[Data provided — start]

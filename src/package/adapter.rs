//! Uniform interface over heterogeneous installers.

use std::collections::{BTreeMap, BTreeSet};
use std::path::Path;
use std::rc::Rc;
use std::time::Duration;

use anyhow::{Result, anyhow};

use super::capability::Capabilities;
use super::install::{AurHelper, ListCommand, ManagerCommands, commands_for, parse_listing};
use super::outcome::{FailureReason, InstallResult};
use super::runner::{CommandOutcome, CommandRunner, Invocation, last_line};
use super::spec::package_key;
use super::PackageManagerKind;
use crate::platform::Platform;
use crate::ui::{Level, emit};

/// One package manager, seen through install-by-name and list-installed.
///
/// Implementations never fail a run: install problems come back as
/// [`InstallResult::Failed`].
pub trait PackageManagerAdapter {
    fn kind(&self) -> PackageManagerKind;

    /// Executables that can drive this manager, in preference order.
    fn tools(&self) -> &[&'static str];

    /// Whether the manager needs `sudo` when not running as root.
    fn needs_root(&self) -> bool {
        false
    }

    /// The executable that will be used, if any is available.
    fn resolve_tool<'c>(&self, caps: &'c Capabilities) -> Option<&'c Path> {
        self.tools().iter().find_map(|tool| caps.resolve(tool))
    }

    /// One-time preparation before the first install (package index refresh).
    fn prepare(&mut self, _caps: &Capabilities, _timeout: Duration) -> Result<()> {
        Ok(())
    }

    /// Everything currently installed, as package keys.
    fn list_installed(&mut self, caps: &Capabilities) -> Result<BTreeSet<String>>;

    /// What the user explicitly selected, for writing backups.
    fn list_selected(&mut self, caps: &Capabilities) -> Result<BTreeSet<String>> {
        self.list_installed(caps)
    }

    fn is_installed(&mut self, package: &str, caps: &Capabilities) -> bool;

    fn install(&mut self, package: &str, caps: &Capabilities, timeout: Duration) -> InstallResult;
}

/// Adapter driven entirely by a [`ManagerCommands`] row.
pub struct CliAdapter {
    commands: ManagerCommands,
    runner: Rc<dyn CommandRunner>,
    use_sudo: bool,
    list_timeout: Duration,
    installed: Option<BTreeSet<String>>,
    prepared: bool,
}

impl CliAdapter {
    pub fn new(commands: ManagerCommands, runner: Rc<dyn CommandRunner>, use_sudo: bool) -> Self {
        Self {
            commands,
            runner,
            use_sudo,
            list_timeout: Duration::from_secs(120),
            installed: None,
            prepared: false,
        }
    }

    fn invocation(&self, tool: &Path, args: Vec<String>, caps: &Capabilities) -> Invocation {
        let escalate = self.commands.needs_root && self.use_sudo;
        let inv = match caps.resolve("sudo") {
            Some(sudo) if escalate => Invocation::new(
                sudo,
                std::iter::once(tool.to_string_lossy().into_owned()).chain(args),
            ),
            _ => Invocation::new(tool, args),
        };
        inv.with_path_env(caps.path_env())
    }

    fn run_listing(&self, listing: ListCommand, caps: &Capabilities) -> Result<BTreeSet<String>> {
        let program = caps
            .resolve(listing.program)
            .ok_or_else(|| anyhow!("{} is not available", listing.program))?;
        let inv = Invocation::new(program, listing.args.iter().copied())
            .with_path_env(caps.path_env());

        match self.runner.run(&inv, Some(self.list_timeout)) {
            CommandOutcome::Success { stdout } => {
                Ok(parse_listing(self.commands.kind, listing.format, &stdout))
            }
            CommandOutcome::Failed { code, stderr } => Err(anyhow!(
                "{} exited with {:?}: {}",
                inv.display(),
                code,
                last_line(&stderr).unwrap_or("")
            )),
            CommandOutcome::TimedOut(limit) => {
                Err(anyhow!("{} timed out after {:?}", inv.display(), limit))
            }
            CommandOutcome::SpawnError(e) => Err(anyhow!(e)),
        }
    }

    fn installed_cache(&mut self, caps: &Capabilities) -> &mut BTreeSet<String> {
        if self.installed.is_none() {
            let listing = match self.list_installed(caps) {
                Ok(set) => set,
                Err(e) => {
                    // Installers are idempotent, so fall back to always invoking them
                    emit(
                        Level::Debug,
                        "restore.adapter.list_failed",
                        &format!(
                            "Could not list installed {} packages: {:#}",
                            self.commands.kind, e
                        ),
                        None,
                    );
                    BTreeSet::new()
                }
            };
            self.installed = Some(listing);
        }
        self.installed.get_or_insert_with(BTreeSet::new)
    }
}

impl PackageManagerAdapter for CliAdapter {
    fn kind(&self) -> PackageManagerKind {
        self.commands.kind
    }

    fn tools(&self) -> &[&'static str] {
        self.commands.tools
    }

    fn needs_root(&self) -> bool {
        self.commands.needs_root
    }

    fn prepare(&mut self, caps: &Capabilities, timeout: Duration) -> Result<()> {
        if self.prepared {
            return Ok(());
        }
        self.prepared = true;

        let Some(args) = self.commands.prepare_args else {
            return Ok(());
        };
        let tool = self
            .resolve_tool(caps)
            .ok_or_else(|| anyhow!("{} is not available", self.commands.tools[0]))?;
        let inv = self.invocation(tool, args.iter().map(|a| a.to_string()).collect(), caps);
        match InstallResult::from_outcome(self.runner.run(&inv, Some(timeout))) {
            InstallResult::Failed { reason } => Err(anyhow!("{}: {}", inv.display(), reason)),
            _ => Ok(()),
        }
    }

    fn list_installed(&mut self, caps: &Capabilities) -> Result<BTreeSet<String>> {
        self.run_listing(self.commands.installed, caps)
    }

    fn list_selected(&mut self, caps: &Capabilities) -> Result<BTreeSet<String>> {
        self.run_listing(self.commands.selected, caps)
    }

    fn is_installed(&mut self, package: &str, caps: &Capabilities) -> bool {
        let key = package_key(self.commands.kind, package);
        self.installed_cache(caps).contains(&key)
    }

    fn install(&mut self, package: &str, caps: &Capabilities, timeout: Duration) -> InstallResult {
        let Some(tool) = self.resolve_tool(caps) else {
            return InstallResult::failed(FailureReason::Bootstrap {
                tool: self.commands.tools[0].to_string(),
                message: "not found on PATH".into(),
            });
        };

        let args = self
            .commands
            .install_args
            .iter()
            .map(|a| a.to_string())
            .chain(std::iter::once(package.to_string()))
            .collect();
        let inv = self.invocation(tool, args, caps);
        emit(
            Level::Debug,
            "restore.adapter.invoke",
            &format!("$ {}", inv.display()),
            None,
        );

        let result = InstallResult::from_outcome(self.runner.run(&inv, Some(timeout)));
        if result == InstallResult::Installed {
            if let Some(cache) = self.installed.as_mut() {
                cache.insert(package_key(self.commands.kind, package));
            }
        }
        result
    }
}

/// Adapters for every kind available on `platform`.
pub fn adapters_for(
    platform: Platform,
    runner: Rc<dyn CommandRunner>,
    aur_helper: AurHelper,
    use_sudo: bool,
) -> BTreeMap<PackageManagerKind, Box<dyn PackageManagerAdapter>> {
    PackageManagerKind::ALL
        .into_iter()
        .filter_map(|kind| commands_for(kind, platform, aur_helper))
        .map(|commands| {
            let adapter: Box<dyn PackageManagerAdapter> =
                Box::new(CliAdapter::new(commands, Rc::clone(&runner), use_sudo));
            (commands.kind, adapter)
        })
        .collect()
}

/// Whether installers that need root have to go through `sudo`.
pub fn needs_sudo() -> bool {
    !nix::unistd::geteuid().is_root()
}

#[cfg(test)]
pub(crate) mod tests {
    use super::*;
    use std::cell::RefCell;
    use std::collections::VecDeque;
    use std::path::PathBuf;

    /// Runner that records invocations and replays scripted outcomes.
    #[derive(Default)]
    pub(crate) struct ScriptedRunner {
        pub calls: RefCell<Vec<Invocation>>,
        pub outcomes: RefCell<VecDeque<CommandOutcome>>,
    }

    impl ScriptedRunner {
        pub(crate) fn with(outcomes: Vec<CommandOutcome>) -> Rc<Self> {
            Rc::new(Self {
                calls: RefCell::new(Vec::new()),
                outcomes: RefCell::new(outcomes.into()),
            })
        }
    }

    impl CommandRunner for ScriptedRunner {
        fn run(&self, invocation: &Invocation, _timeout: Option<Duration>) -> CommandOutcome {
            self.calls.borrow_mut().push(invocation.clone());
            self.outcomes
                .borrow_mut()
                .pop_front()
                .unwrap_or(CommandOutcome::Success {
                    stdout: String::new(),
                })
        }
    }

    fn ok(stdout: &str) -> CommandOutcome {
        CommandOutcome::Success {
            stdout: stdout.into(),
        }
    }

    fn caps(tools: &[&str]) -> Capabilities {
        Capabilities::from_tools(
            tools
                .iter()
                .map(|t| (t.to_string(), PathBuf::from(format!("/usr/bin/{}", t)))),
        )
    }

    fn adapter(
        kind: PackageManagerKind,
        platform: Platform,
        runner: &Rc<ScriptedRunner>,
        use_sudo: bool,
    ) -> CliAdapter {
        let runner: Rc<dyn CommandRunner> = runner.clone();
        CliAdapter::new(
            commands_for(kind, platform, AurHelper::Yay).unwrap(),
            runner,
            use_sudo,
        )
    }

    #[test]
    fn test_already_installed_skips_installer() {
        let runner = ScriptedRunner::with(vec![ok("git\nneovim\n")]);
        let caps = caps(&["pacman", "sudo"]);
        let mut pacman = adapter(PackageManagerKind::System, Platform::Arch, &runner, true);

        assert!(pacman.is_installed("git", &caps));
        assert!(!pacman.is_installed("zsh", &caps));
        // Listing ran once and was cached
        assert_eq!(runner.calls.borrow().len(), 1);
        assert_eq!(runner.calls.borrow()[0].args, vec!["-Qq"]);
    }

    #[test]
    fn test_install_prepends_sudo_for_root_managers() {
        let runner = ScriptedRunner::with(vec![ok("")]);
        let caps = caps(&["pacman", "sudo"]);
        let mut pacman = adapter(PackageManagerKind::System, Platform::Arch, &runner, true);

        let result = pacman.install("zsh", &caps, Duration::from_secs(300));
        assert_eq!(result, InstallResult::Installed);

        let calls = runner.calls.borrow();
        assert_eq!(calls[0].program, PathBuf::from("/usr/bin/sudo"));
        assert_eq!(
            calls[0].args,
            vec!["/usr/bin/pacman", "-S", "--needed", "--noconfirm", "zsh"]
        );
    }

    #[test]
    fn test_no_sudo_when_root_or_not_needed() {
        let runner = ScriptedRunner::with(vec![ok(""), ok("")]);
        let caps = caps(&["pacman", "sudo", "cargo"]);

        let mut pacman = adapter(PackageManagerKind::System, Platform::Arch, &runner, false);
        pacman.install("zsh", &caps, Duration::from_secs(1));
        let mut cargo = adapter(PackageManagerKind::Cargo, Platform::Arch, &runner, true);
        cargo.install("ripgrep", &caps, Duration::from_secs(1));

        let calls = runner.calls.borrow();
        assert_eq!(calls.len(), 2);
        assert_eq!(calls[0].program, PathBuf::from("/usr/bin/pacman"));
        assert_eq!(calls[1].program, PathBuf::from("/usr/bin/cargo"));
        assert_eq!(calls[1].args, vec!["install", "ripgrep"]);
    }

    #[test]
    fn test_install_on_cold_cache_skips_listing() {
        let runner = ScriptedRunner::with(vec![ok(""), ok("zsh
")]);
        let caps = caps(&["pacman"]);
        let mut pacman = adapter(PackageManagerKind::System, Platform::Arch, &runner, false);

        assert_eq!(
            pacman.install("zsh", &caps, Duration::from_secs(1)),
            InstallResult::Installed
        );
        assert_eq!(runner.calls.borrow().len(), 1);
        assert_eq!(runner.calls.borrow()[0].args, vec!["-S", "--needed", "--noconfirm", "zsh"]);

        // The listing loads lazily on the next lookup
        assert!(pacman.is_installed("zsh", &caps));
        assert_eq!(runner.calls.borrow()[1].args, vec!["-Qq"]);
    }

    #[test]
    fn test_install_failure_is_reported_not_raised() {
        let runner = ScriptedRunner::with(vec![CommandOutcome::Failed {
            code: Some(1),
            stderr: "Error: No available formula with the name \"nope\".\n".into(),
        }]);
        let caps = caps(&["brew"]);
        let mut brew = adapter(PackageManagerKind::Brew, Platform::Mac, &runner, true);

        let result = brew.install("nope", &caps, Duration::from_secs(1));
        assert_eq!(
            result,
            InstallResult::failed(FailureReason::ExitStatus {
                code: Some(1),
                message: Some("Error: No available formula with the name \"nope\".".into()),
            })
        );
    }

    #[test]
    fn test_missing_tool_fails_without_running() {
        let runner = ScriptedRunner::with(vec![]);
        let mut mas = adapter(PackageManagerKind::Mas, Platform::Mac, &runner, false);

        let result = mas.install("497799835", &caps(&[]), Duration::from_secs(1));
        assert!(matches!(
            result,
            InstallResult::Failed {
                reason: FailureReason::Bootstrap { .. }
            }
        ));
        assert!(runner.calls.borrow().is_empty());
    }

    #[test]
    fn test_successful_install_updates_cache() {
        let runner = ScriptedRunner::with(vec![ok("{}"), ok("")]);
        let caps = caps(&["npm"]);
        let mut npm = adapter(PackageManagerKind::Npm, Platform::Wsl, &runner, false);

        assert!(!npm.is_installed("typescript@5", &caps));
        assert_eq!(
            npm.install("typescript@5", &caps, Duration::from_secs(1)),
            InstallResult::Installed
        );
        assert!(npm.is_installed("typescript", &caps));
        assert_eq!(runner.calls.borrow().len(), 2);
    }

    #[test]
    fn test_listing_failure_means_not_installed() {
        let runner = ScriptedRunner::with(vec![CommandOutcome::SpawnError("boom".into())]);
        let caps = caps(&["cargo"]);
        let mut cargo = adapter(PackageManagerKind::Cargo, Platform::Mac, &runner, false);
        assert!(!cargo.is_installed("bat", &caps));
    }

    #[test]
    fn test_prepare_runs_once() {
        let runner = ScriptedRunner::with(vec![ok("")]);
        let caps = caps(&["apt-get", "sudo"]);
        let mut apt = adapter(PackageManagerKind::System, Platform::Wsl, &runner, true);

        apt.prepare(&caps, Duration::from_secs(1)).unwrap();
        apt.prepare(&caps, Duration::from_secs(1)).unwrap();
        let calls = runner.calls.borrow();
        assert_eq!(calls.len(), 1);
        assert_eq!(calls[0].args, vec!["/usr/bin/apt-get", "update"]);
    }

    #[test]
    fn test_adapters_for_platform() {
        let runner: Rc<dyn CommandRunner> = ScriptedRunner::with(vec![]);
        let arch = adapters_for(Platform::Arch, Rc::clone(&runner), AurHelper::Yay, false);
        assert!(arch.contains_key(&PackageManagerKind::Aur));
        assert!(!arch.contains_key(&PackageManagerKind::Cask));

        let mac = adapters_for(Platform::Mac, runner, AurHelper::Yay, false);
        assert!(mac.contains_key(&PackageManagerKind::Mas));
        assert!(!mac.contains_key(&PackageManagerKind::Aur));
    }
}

[Data provided — finish]

Exercise objective - The expected output is every line from the material above where "code" can be found.

Written answer -
            CommandOutcome::Failed { code, stderr } => Err(anyhow!(
                code,
            code: Some(1),
                code: Some(1),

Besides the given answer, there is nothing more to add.